(Records from a dataset)
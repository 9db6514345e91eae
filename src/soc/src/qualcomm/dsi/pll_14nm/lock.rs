//! PLL start, stop and lock detection.

use super::regs::{
    fields, CMN_PLL_CNTRL, DSIPHY_CMN_PLL_CNTRL, PLL_RESET_SM_READY_STATUS, PLL_VREF_CFG1,
    RESET_SM_READY_STATUS, VREF_CFG1_START,
};
use super::{DsiPll14nm, Error};
use crate::qualcomm::dsi::config::{DSI_PLL_POLL_MAX_READS, DSI_PLL_POLL_TIMEOUT_US};
use device::RegisterBank;
use embedded_hal::delay::DelayNs;
use tock_registers::fields::Field;
use tock_registers::LocalRegisterCopy;
use util::timer::SpinPoll;

/// Enable state of the oscillator.
#[derive(Clone, Copy, Debug, Eq, PartialEq)]
pub enum LockState {
    Stopped,
    /// Started, waiting for ready and lock
    Starting,
    Locked,
    Failed,
}

/// Lock status poll: 15 reads, 1 ms apart.
pub const LOCK_POLL: SpinPoll = SpinPoll::new(DSI_PLL_POLL_MAX_READS, DSI_PLL_POLL_TIMEOUT_US);

fn status_bit(field: Field<u32, RESET_SM_READY_STATUS::Register>) -> impl Fn(u32) -> bool {
    move |status| LocalRegisterCopy::<u32, RESET_SM_READY_STATUS::Register>::new(status).is_set(field)
}

impl<B: RegisterBank> DsiPll14nm<B> {
    fn start(&mut self) {
        self.rsc.pll_base.write(PLL_VREF_CFG1, VREF_CFG1_START);
        self.rsc
            .phy_base
            .write(DSIPHY_CMN_PLL_CNTRL, fields(CMN_PLL_CNTRL::PLL_START::SET));
        self.state = LockState::Starting;
    }

    fn stop(&mut self) {
        self.rsc.phy_base.write(DSIPHY_CMN_PLL_CNTRL, 0);
    }

    /// Wait for the reset state machine to report ready, then locked.
    fn lock_status<D: DelayNs>(&self, delay: &mut D) -> Result<u32, Error> {
        let pll = &self.rsc.pll_base;
        let read = || pll.read(PLL_RESET_SM_READY_STATUS);

        LOCK_POLL
            .wait(delay, read, status_bit(RESET_SM_READY_STATUS::PLL_READY))
            .map_err(|t| {
                pll_dbg!(self.rsc, "status={:#x} PLL not ready", t.last);
                Error::NotReady { status: t.last }
            })?;

        LOCK_POLL
            .wait(delay, read, status_bit(RESET_SM_READY_STATUS::PLL_LOCKED))
            .map_err(|t| {
                pll_dbg!(self.rsc, "status={:#x} failed to lock", t.last);
                Error::NotLocked { status: t.last }
            })
    }

    /// Start the PLL and wait for lock.
    pub fn enable<D: DelayNs>(&mut self, delay: &mut D) -> Result<(), Error> {
        self.start();

        match self.lock_status(delay) {
            Ok(status) => {
                self.state = LockState::Locked;
                pll_dbg!(self.rsc, "Lock success, status={:#x}", status);
                Ok(())
            }
            Err(e) => {
                self.state = LockState::Failed;
                pll_err!(self.rsc, "lock failed: {}", e);
                Err(e)
            }
        }
    }

    /// Stop the PLL. No lock check.
    pub fn disable(&mut self) {
        pll_dbg!(self.rsc, "stop PLL");
        self.stop();
        self.rsc.phy_base.barrier();
        self.state = LockState::Stopped;
    }
}
#![no_std]

pub mod errno;
pub mod timer;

=== TASK DIRECTIONS ===
Every line holding the string "Result" should be copied here, so please find those lines in the data.

=== RESPONSE AREA ===
    fn lock_status<D: DelayNs>(&self, delay: &mut D) -> Result<u32, Error> {
    pub fn enable<D: DelayNs>(&mut self, delay: &mut D) -> Result<(), Error> {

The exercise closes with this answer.